Statt "leichte Kost zum Erstmal-Kennenlernen, präsentiert Azeret Koua ein surrealistisches Stück, das Fragen aufwirft und viel Platz für individuelle Traumdeutungen lässt. Zusammenhanglos reist das Publikum durch neun Szenen, die als kurze Traumsequenzen aufploppen und in denen die Diskurse unserer Zeit abgearbeitet werden. Es geht um Gewalt im Namen des Glaubens, um Fremdenhass, Ausgrenzung, Selbstzweifel, Homophobie, um individuelle Ängste und Zweifel, die sich in unsere Träume schleichen", berichtet Ulrike Kern in der Thüringer Allgemeinen (26.10.2024). Visuell hat der Abend die Kritikerin beeindruckt: Bühnenbildnerin und Videodesignerin Nicole Marianna Wytyczak "schafft sensationell starke, bunte Bilder mit großer Liebe zu Farbe und Details".

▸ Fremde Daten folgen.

//! Projection specs and the projection engine.

use lexfuse_core::{
    encode_currency, encode_date, encode_label, encode_phone, fraction, substream, CanonicalEntity,
    CanonicalGraph, EncodeError, EncodedValue, EntityKind, GeneratorConfig, Value, ValueCategory,
};
use serde::{Deserialize, Serialize};

/// What a projected field is allowed to carry.
///
/// Key fields are exempt from every noise mechanism in structured contexts:
/// their bytes must always decode back to a canonical id.
#[derive(Debug, Clone, Copy, PartialEq, Eq)]
pub enum FieldRole {
    PrimaryKey,
    ForeignKey(EntityKind),
    Descriptive,
}

/// One canonical-field → target-path mapping inside a spec.
///
/// `target` uses dot notation; `financials.turnover` nests, `turnover` stays
/// flat. Omitted canonical fields are intentional per spec, not accidental
/// drops, so `included` is explicit.
#[derive(Debug, Clone, Copy)]
pub struct FieldMap {
    pub canonical: &'static str,
    pub target: &'static str,
    pub role: FieldRole,
    pub category: ValueCategory,
    /// A fixed surface value (e.g. the JSON client source always reports
    /// `financials.currency = "USD"`). Constant fields have no canonical
    /// counterpart.
    pub constant: Option<&'static str>,
    pub included: bool,
}

impl FieldMap {
    pub(crate) const fn field(
        canonical: &'static str,
        target: &'static str,
        role: FieldRole,
        category: ValueCategory,
    ) -> Self {
        Self {
            canonical,
            target,
            role,
            category,
            constant: None,
            included: true,
        }
    }

    pub(crate) const fn constant(target: &'static str, value: &'static str) -> Self {
        Self {
            canonical: "",
            target,
            role: FieldRole::Descriptive,
            category: ValueCategory::Text,
            constant: Some(value),
            included: true,
        }
    }

    pub fn is_key(&self) -> bool {
        matches!(self.role, FieldRole::PrimaryKey | FieldRole::ForeignKey(_))
    }
}

/// Target file formats for the emitted inventory.
#[derive(Debug, Clone, Copy, PartialEq, Eq, Serialize, Deserialize)]
#[serde(rename_all = "snake_case")]
pub enum SourceFormat {
    Csv,
    Json,
    Xml,
    Xlsx,
    Jsonl,
    /// One plain-text billing narrative per matter.
    TextPerMatter,
    /// One plain-text document body per document.
    TextPerDocument,
}

/// Static, versioned mapping for one (entity kind, source) pair.
#[derive(Debug, Clone, Copy)]
pub struct ProjectionSpec {
    pub source: &'static str,
    pub kind: EntityKind,
    pub format: SourceFormat,
    /// File name inside the pack directory (narrative formats use it as a
    /// subdirectory name instead).
    pub file_name: &'static str,
    pub fields: &'static [FieldMap],
}

impl ProjectionSpec {
    /// The spec's own ID field mapping. Every structured spec has exactly
    /// one.
    pub fn id_field(&self) -> &'static FieldMap {
        self.fields
            .iter()
            .find(|f| f.role == FieldRole::PrimaryKey)
            .expect("structured projection specs declare a primary key field")
    }

    /// Flat header names, in spec order, for tabular formats.
    pub fn headers(&self) -> Vec<&'static str> {
        self.fields
            .iter()
            .filter(|f| f.included)
            .map(|f| f.target)
            .collect()
    }
}

/// A projected record: an ordered tree of already-encoded values.
#[derive(Debug, Clone, PartialEq)]
pub enum Projected {
    Object(Vec<(String, Projected)>),
    Leaf(EncodedValue),
}

impl Projected {
    fn empty() -> Self {
        Projected::Object(Vec::new())
    }

    /// Insert a leaf at a dot-notation path, creating intermediate objects.
    fn insert(&mut self, path: &str, value: EncodedValue) {
        let Projected::Object(entries) = self else {
            unreachable!("insert target is always an object");
        };
        match path.split_once('.') {
            None => entries.push((path.to_string(), Projected::Leaf(value))),
            Some((head, rest)) => {
                if let Some((_, child)) = entries
                    .iter_mut()
                    .find(|(name, node)| name == head && matches!(node, Projected::Object(_)))
                {
                    child.insert(rest, value);
                } else {
                    let mut child = Projected::empty();
                    child.insert(rest, value);
                    entries.push((head.to_string(), child));
                }
            }
        }
    }

    /// Leaf lookup by dot-notation path.
    pub fn leaf(&self, path: &str) -> Option<&EncodedValue> {
        match (self, path.split_once('.')) {
            (Projected::Object(entries), None) => entries.iter().find_map(|(name, node)| {
                match (name == path, node) {
                    (true, Projected::Leaf(v)) => Some(v),
                    _ => None,
                }
            }),
            (Projected::Object(entries), Some((head, rest))) => entries
                .iter()
                .find(|(name, _)| name == head)
                .and_then(|(_, node)| node.leaf(rest)),
            (Projected::Leaf(_), _) => None,
        }
    }

    /// Flat rendering in spec order, for CSV/XLSX rows.
    pub fn flat_values(&self, spec: &ProjectionSpec) -> Vec<EncodedValue> {
        spec.fields
            .iter()
            .filter(|f| f.included)
            .map(|f| self.leaf(f.target).cloned().unwrap_or(EncodedValue::Missing))
            .collect()
    }

    /// Ordered JSON rendering (`preserve_order` keeps spec field order).
    pub fn to_json(&self) -> serde_json::Value {
        match self {
            Projected::Object(entries) => {
                let mut map = serde_json::Map::new();
                for (name, node) in entries {
                    map.insert(name.clone(), node.to_json());
                }
                serde_json::Value::Object(map)
            }
            Projected::Leaf(EncodedValue::Text(s)) => serde_json::Value::String(s.clone()),
            Projected::Leaf(EncodedValue::Int(n)) => serde_json::Value::from(*n),
            Projected::Leaf(EncodedValue::Float(f)) => serde_json::Value::from(*f),
            Projected::Leaf(EncodedValue::Missing) => serde_json::Value::Null,
        }
    }
}

/// The projection engine: read-only over the immutable graph, so it is safe
/// to call from parallel emit workers.
pub struct Projector<'g> {
    pub graph: &'g CanonicalGraph,
    pub cfg: &'g GeneratorConfig,
}

impl<'g> Projector<'g> {
    pub fn new(graph: &'g CanonicalGraph, cfg: &'g GeneratorConfig) -> Self {
        Self { graph, cfg }
    }

    /// Project one entity through a spec, with structured-context noise
    /// already applied. Key fields are copied verbatim, always.
    pub fn project(&self, entity: &CanonicalEntity, spec: &ProjectionSpec) -> Projected {
        let mut out = Projected::empty();
        for field in spec.fields.iter().filter(|f| f.included) {
            let encoded = if let Some(text) = field.constant {
                EncodedValue::Text(text.to_string())
            } else {
                self.encode_field(entity, field, spec)
            };
            out.insert(field.target, encoded);
        }
        out
    }

    fn encode_field(
        &self,
        entity: &CanonicalEntity,
        field: &FieldMap,
        spec: &ProjectionSpec,
    ) -> EncodedValue {
        let id = entity.canonical_id.as_str();

        if field.is_key() {
            // Structured FK invariant: byte-identical to the canonical id.
            return match entity.get(field.canonical) {
                Some(Value::Str(s)) => EncodedValue::Text(s.clone()),
                _ => EncodedValue::Missing,
            };
        }

        let value = match self.noisy_value(entity, field, spec) {
            Some(v) => v,
            None => return EncodedValue::Missing,
        };

        match self.encode_value(&value, field, spec, id) {
            Ok(encoded) => encoded,
            Err(err) => {
                // Non-fatal per contract: fall back to the missing marker.
                tracing::warn!(
                    entity = %id,
                    source = spec.source,
                    field = field.canonical,
                    error = %err,
                    "encoding fallback to missing marker"
                );
                EncodedValue::Missing
            }
        }
    }

    /// The canonical value, a borrowed contradictory value, or `None` for an
    /// injected missing. Descriptive fields only; gates are pure functions of
    /// (seed, source, entity, field).
    fn noisy_value(
        &self,
        entity: &CanonicalEntity,
        field: &FieldMap,
        spec: &ProjectionSpec,
    ) -> Option<Value> {
        let seed = self.cfg.seed;
        let id = entity.canonical_id.as_str();

        if let Some(p) = self.cfg.noise.missing.get(field.canonical) {
            if fraction(seed, &["missing", spec.source, id, field.canonical]) < *p {
                return None;
            }
        }

        if let Some(p) = self.cfg.noise.contradict.get(field.canonical) {
            if fraction(seed, &["contradict", spec.source, id, field.canonical]) < *p {
                if let Some(donor) = self.donor_for(entity, field, spec) {
                    return Some(donor);
                }
            }
        }

        entity.get(field.canonical).cloned()
    }

    /// A value borrowed from a deterministically-chosen sibling of the same
    /// kind (never the entity itself).
    fn donor_for(
        &self,
        entity: &CanonicalEntity,
        field: &FieldMap,
        spec: &ProjectionSpec,
    ) -> Option<Value> {
        let pool = self.graph.entities(entity.kind);
        if pool.len() < 2 {
            return None;
        }
        let roll = substream(
            self.cfg.seed,
            &["donor", spec.source, &entity.canonical_id, field.canonical],
        );
        let mut idx = (roll % (pool.len() as u64 - 1)) as usize;
        if pool[idx].canonical_id == entity.canonical_id {
            idx = pool.len() - 1;
        }
        pool[idx].get(field.canonical).cloned()
    }

    fn encode_value(
        &self,
        value: &Value,
        field: &FieldMap,
        spec: &ProjectionSpec,
        id: &str,
    ) -> Result<EncodedValue, EncodeError> {
        if value.is_missing() {
            return Ok(EncodedValue::Missing);
        }
        let seed = self.cfg.seed;
        let key = ["enc", id, spec.source, field.category.name()];
        let enc = &self.cfg.encodings;

        match (field.category, value) {
            (ValueCategory::Id | ValueCategory::Text, Value::Str(s)) => {
                Ok(EncodedValue::Text(s.clone()))
            }
            (ValueCategory::Label, Value::Str(s)) => {
                Ok(encode_label(s, *lexfuse_core::pick(seed, &key, &enc.label)))
            }
            (ValueCategory::Date, Value::Date(d)) => {
                Ok(encode_date(*d, *lexfuse_core::pick(seed, &key, &enc.date)))
            }
            (ValueCategory::Currency, Value::Currency(v)) => {
                encode_currency(*v, *lexfuse_core::pick(seed, &key, &enc.currency))
            }
            (ValueCategory::Phone, Value::Phone(p)) => {
                Ok(encode_phone(*p, *lexfuse_core::pick(seed, &key, &enc.phone)))
            }
            (ValueCategory::Number, Value::Number(n)) => {
                if n.fract() == 0.0 {
                    Ok(EncodedValue::Int(*n as i64))
                } else {
                    Ok(EncodedValue::Float(*n))
                }
            }
            (category, other) => Err(EncodeError::Unrepresentable {
                encoding: category.name(),
                value: format!("{other:?}"),
            }),
        }
    }
}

"Die Ästhetik hat aktuell viel mit Popkultur, jeder Menge Spaß an Horror und Surrealismus zu tun – aber auch mit ausgeprägtem Handwerk und Lust an gutem Schauspiel", erklärt Wolfgang Schilling im MDR (25.10.2024). Die Akteure "spielen zwar einen irren Fiebertraum, aber sie bleiben dabei immer Herrinnen und Herren des Geschehens. Weil sie, von der Regie gut geführt, immer genau wissen, was sie da tun und überzeugt sind von dem, was sie da spielen, singen und teilweise auch tanzen." Im Ganzen: "spannendes Theater. So kann es gerne weitergehen am Theaterhaus in Jena."